İslami STK`ların değişik zamanlarda yaptıkları çalışmalarla hazırlanan öneriler, bu önerilerin yer aldığı raporlar ya da kamuoyunda İslami perspektifleriyle bilinen aydın ve entelektüellerin önerileri de sürecin gelişimine katkısı olmadı. Çünkü sorunun çözümü noktasında sahne alan ya da rol verilen kişi, kurum ve grupların ortak tutumu, meseleye İslami bir yaklaşımı da alternatifler arasına almaya el vermiyordu. Yeniden başlayan çatışmalar da gösterdi ki, açılım sürecinde umutların zirveye çıkmasına karşın devlet politikası haline gelen hükümet politikası ile PKK`nin politikasının kesiştiği temel nokta, manevra çeşitliliği ve bol entrika üzerine kurulu olmasıydı. Bunun yanında sürece yön vermede başarı sağlayan sol-liberal bakış açısı da devlet-PKK ikilisi gibi İslami bakış açısının da bir alternatif olarak değerlendirilmesi şansına prim vermiyordu.

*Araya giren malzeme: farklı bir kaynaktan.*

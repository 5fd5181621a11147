use std::sync::Arc;

use shared::domain::{Product, ProductId, SellerId};
use tracing::{debug, info};

use crate::{
    backend::{CommerceBackend, DeleteRoute},
    broadcast::BroadcastCell,
    error::{ClientError, ClientResult},
    fallback::{FallbackChain, FallbackSuccess},
    normalizer::{normalize_product, normalize_products},
    status::StatusNotifier,
};

pub struct CatalogService {
    backend: Arc<dyn CommerceBackend>,
    status: Arc<StatusNotifier>,
    products: Arc<BroadcastCell<Vec<Product>>>,
    search_term: Arc<BroadcastCell<String>>,
    visible: Arc<BroadcastCell<Vec<Product>>>,
}

impl CatalogService {
    pub fn new(backend: Arc<dyn CommerceBackend>, status: Arc<StatusNotifier>) -> Self {
        let products = Arc::new(BroadcastCell::new("products", Vec::new()));
        let search_term = Arc::new(BroadcastCell::new("search_term", String::new()));
        let visible = Arc::new(BroadcastCell::new("visible_products", Vec::new()));

        // The visible list depends on two cells; each side reads the other's
        // latest value when it changes.
        let weak_visible = Arc::downgrade(&visible);
        let weak_term = Arc::downgrade(&search_term);
        products.subscribe(move |products: &Vec<Product>| {
            if let (Some(visible), Some(term)) = (weak_visible.upgrade(), weak_term.upgrade()) {
                visible.replace(filter_products(products, &term.current()));
            }
        });
        let weak_visible = Arc::downgrade(&visible);
        let weak_products = Arc::downgrade(&products);
        search_term.subscribe(move |term: &String| {
            let upgraded = (weak_visible.upgrade(), weak_products.upgrade());
            if let (Some(visible), Some(products)) = upgraded {
                visible.replace(filter_products(&products.current(), term));
            }
        });

        Self {
            backend,
            status,
            products,
            search_term,
            visible,
        }
    }

    pub fn products(&self) -> &Arc<BroadcastCell<Vec<Product>>> {
        &self.products
    }

    /// Products matching the current search term.
    pub fn visible(&self) -> &Arc<BroadcastCell<Vec<Product>>> {
        &self.visible
    }

    pub fn set_search_term(&self, term: impl Into<String>) {
        self.search_term.replace(term.into());
    }

    pub fn clear_search(&self) {
        self.search_term.replace(String::new());
    }

    pub fn search_term(&self) -> String {
        (*self.search_term.current()).clone()
    }

    pub async fn refresh(&self) -> ClientResult<Arc<Vec<Product>>> {
        let raw = self.backend.all_products().await?;
        let products = normalize_products(&raw);
        debug!(count = products.len(), "catalog: refreshed");
        self.products.replace(products);
        Ok(self.products.current())
    }

    pub async fn get(&self, id: ProductId) -> ClientResult<Product> {
        let raw = self.backend.product(id).await?;
        if !raw.is_object() {
            return Err(ClientError::Decode(format!("product {id} response was not an object")));
        }
        Ok(normalize_product(&raw))
    }

    pub async fn add(&self, seller_id: SellerId, product: Product) -> ClientResult<Product> {
        validate(&product)?;
        let raw = self
            .backend
            .add_product(seller_id, &product)
            .await
            .inspect_err(|err| {
                self.status
                    .failure(format!("Failed to add product: {}", err.user_message()))
            })?;
        let created = if raw.is_object() {
            normalize_product(&raw)
        } else {
            Product {
                seller_id: Some(seller_id),
                ..product
            }
        };
        self.products.update(|products| {
            let mut next = products.clone();
            next.push(created.clone());
            next
        });
        info!(%seller_id, product_id = ?created.id, "catalog: product added");
        self.status.success("Product added successfully");
        Ok(created)
    }

    pub async fn update(&self, id: ProductId, product: Product) -> ClientResult<Product> {
        validate(&product)?;
        let raw = self
            .backend
            .update_product(id, &product)
            .await
            .inspect_err(|err| {
                self.status
                    .failure(format!("Failed to update product: {}", err.user_message()))
            })?;
        let updated = if raw.is_object() {
            normalize_product(&raw)
        } else {
            Product {
                id: Some(id),
                ..product
            }
        };
        self.products.update(|products| {
            products
                .iter()
                .map(|existing| {
                    if existing.id == Some(id) {
                        updated.clone()
                    } else {
                        existing.clone()
                    }
                })
                .collect()
        });
        self.status.success("Product updated successfully");
        Ok(updated)
    }

    /// Tries each known delete route in order until one is accepted.
    pub async fn delete(&self, id: ProductId) -> ClientResult<FallbackSuccess<()>> {
        let mut chain = FallbackChain::new(format!("delete product {id}"));
        for route in DeleteRoute::ORDERED {
            let backend = Arc::clone(&self.backend);
            chain = chain.then(route.label(), move || async move {
                backend.delete_product(id, route).await
            });
        }

        match chain.execute().await {
            Ok(success) => {
                self.products.update(|products| {
                    products
                        .iter()
                        .filter(|product| product.id != Some(id))
                        .cloned()
                        .collect()
                });
                info!(product_id = %id, route = %success.strategy, "catalog: product deleted");
                self.status.success("Product deleted successfully");
                Ok(success)
            }
            Err(err) => {
                self.status.failure("Failed to delete product");
                Err(err)
            }
        }
    }
}

/// Case-insensitive match of `term` against name or description. A blank
/// term matches everything.
pub fn filter_products(products: &[Product], term: &str) -> Vec<Product> {
    let needle = term.trim().to_lowercase();
    if needle.is_empty() {
        return products.to_vec();
    }
    products
        .iter()
        .filter(|product| {
            product.name.to_lowercase().contains(&needle)
                || product.description.to_lowercase().contains(&needle)
        })
        .cloned()
        .collect()
}

fn validate(product: &Product) -> ClientResult<()> {
    if product.name.trim().is_empty() {
        return Err(ClientError::validation("Product name is required"));
    }
    if !product.price.is_finite() || product.price < 0.0 {
        return Err(ClientError::validation("Product price must be zero or more"));
    }
    Ok(())
}

#[cfg(test)]
#[path = "tests/catalog_tests.rs"]
mod tests;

Hükümet içerisinde, geçmişten gelen İslami bakış açısına duyulan bireysel özlem belki mevcuttu. Ancak devlet politikası olarak bunun pratiğe dönüşmesi mümkün olmadı. Geleneksel devlet politikasında bir paranoya haline gelen Kürt sorununun çözümünde İslamileşmeye gitmek, daha tehlikeli bir paranoyaya tutulmak anlamına gelecekti. Aynı şekilde PKK`nin de dayandığı ideolojik köken itibariyle İslami motifli çözüm önerilerine olumlu yaklaşım göstermesi imkansızdı. Çözüm arayışlarına bodoslama atlayan sol-liberal ittifakın, düşünsel anlamda Kemalizm ile sosyalizmin harmanlanmasıyla oluşan konjonktürel bakış açısı da herkesin malumuydu.

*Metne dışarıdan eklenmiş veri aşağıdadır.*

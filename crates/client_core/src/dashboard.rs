use std::{sync::Arc, time::Duration};

use serde_json::Value;
use shared::{
    domain::{DashboardTotals, Order, Product, SellerId},
    protocol::DashboardSummary,
};
use tracing::{info, warn};

use crate::{
    backend::CommerceBackend,
    broadcast::BroadcastCell,
    error::{ClientError, ClientResult},
    fallback::{FallbackChain, FallbackSuccess},
    normalizer::{normalize_orders, normalize_products},
    polling::PollingController,
    session::Session,
    status::StatusNotifier,
};

pub struct SellerDashboard {
    backend: Arc<dyn CommerceBackend>,
    session: Arc<Session>,
    status: Arc<StatusNotifier>,
    orders: Arc<BroadcastCell<Vec<Order>>>,
    products: Arc<BroadcastCell<Vec<Product>>>,
    totals: Arc<BroadcastCell<DashboardTotals>>,
    order_poller: PollingController,
    product_poller: PollingController,
}

impl SellerDashboard {
    pub fn new(
        backend: Arc<dyn CommerceBackend>,
        session: Arc<Session>,
        status: Arc<StatusNotifier>,
    ) -> Self {
        let orders = Arc::new(BroadcastCell::new("dashboard_orders", Vec::new()));
        let products = Arc::new(BroadcastCell::new("dashboard_products", Vec::new()));
        let totals = Arc::new(BroadcastCell::new(
            "dashboard_totals",
            DashboardTotals::default(),
        ));

        let weak_totals = Arc::downgrade(&totals);
        let weak_products = Arc::downgrade(&products);
        orders.subscribe(move |orders: &Vec<Order>| {
            if let (Some(totals), Some(products)) = (weak_totals.upgrade(), weak_products.upgrade())
            {
                totals.replace(compute_totals(orders, &products.current()));
            }
        });
        let weak_totals = Arc::downgrade(&totals);
        let weak_orders = Arc::downgrade(&orders);
        products.subscribe(move |products: &Vec<Product>| {
            if let (Some(totals), Some(orders)) = (weak_totals.upgrade(), weak_orders.upgrade()) {
                totals.replace(compute_totals(&orders.current(), products));
            }
        });

        Self {
            backend,
            session,
            status,
            orders,
            products,
            totals,
            order_poller: PollingController::new("dashboard_orders"),
            product_poller: PollingController::new("dashboard_products"),
        }
    }

    pub fn orders(&self) -> &Arc<BroadcastCell<Vec<Order>>> {
        &self.orders
    }

    pub fn products(&self) -> &Arc<BroadcastCell<Vec<Product>>> {
        &self.products
    }

    pub fn totals(&self) -> &Arc<BroadcastCell<DashboardTotals>> {
        &self.totals
    }

    /// Manual order refresh. On failure the current list stays on screen.
    pub async fn refresh_orders(&self) -> ClientResult<FallbackSuccess<Vec<Order>>> {
        let admin_id = self.session.admin_id().await;
        match fetch_orders(Arc::clone(&self.backend), admin_id).await {
            Ok(success) => {
                let count = success.value.len();
                self.orders.replace(success.value.clone());
                info!(
                    admin_id = ?admin_id,
                    count,
                    strategy = %success.strategy,
                    "dashboard: orders refreshed"
                );
                self.status
                    .success(format!("Refreshed! {count} orders found"));
                Ok(success)
            }
            Err(err) => {
                warn!(admin_id = ?admin_id, error = %err, "dashboard: order refresh failed");
                self.status
                    .failure(format!("Failed to refresh orders: {}", err.user_message()));
                Err(err)
            }
        }
    }

    pub async fn refresh_products(&self) -> ClientResult<FallbackSuccess<Vec<Product>>> {
        let admin_id = self.session.admin_id().await;
        let success = fetch_products(Arc::clone(&self.backend), admin_id).await?;
        self.products.replace(success.value.clone());
        Ok(success)
    }

    /// Starts (or restarts) both pollers. The seller id is resolved once here.
    pub async fn start_polling(&self, interval: Duration) {
        let admin_id = self.session.admin_id().await;

        let backend = Arc::clone(&self.backend);
        self.order_poller.start(
            interval,
            move || {
                let backend = Arc::clone(&backend);
                async move {
                    fetch_orders(backend, admin_id)
                        .await
                        .map(|success| success.value)
                }
            },
            Arc::clone(&self.orders),
        );

        let backend = Arc::clone(&self.backend);
        self.product_poller.start(
            interval,
            move || {
                let backend = Arc::clone(&backend);
                async move {
                    fetch_products(backend, admin_id)
                        .await
                        .map(|success| success.value)
                }
            },
            Arc::clone(&self.products),
        );
    }

    pub fn stop_polling(&self) {
        self.order_poller.stop();
        self.product_poller.stop();
    }

    pub fn is_polling(&self) -> bool {
        self.order_poller.is_active() || self.product_poller.is_active()
    }

    /// Server-computed summary for the current seller.
    pub async fn remote_summary(&self) -> ClientResult<DashboardSummary> {
        let seller_id = self
            .session
            .admin_id()
            .await
            .ok_or_else(|| ClientError::validation("No seller account is selected"))?;
        self.backend.seller_dashboard(seller_id).await
    }
}

/// Seller-scoped order endpoints when a seller id is known, the global ones
/// otherwise.
pub async fn fetch_orders(
    backend: Arc<dyn CommerceBackend>,
    admin_id: Option<SellerId>,
) -> ClientResult<FallbackSuccess<Vec<Order>>> {
    let primary = Arc::clone(&backend);
    let secondary = backend;
    let chain: FallbackChain<'static, Value> = match admin_id {
        Some(id) => FallbackChain::new(format!("refresh orders for seller {id}"))
            .then("GET /seller/orders/{id}", move || async move {
                primary.seller_orders(id).await
            })
            .then("GET /order/admin/{id}", move || async move {
                secondary.admin_orders(id).await
            }),
        None => FallbackChain::new("refresh all orders")
            .then("GET /seller/all-orders", move || async move {
                primary.seller_all_orders().await
            })
            .then("GET /order/all", move || async move {
                secondary.all_orders().await
            }),
    };
    let success = chain.execute().await?;
    Ok(FallbackSuccess {
        value: normalize_orders(&success.value),
        strategy: success.strategy,
        failures: success.failures,
    })
}

pub async fn fetch_products(
    backend: Arc<dyn CommerceBackend>,
    admin_id: Option<SellerId>,
) -> ClientResult<FallbackSuccess<Vec<Product>>> {
    let primary = Arc::clone(&backend);
    let mut chain: FallbackChain<'static, Value> = FallbackChain::new("refresh products");
    if let Some(id) = admin_id {
        chain = chain.then("GET /product/admin/{id}", move || async move {
            primary.seller_products(id).await
        });
    }
    let chain = chain.then("GET /product/all", move || async move {
        backend.all_products().await
    });
    let success = chain.execute().await?;
    Ok(FallbackSuccess {
        value: normalize_products(&success.value),
        strategy: success.strategy,
        failures: success.failures,
    })
}

pub fn compute_totals(orders: &[Order], products: &[Product]) -> DashboardTotals {
    DashboardTotals {
        total_orders: orders.len(),
        total_revenue: orders.iter().map(Order::total).sum(),
        total_products: products.len(),
    }
}

#[cfg(test)]
#[path = "tests/dashboard_tests.rs"]
mod tests;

Hal böyle olunca “çözüldü çözülecek” denen mesele, uluslararası güç odaklarının duruma müdahalelerinin yanı sıra kişisel ihtiraslara, grupsal çıkar anlayışlarına, farklı tahakküm arayışlarına, çözüm ile tasfiye polemiklerine kurban edildi.
Geçen hafta Yeni Şafak`tan Salih Tuna, yeniden şiddetlenen çatışma ortamına atıfta bulunarak akan kanın durması ve soruna kalıcı çözüm sağlanmasını içeren bir yazı kaleme alarak Kürt ve Türk İslam alimlerine bir çağrıda bulundu. Meselenin çözümü için bir araya gelerek bir fetva yayınlamalarını istedi. Buna aynı gazeteden cevap veren Hayrettin Karaman ise, meselenin çözümünde İslami anlayış ve alimlerin bakış açısını önemsemeyen çözüm arayışlarına atıfta bulunurcasına topu “Seküler dinin siyah cübbelileri”ne atarak cevap verdi.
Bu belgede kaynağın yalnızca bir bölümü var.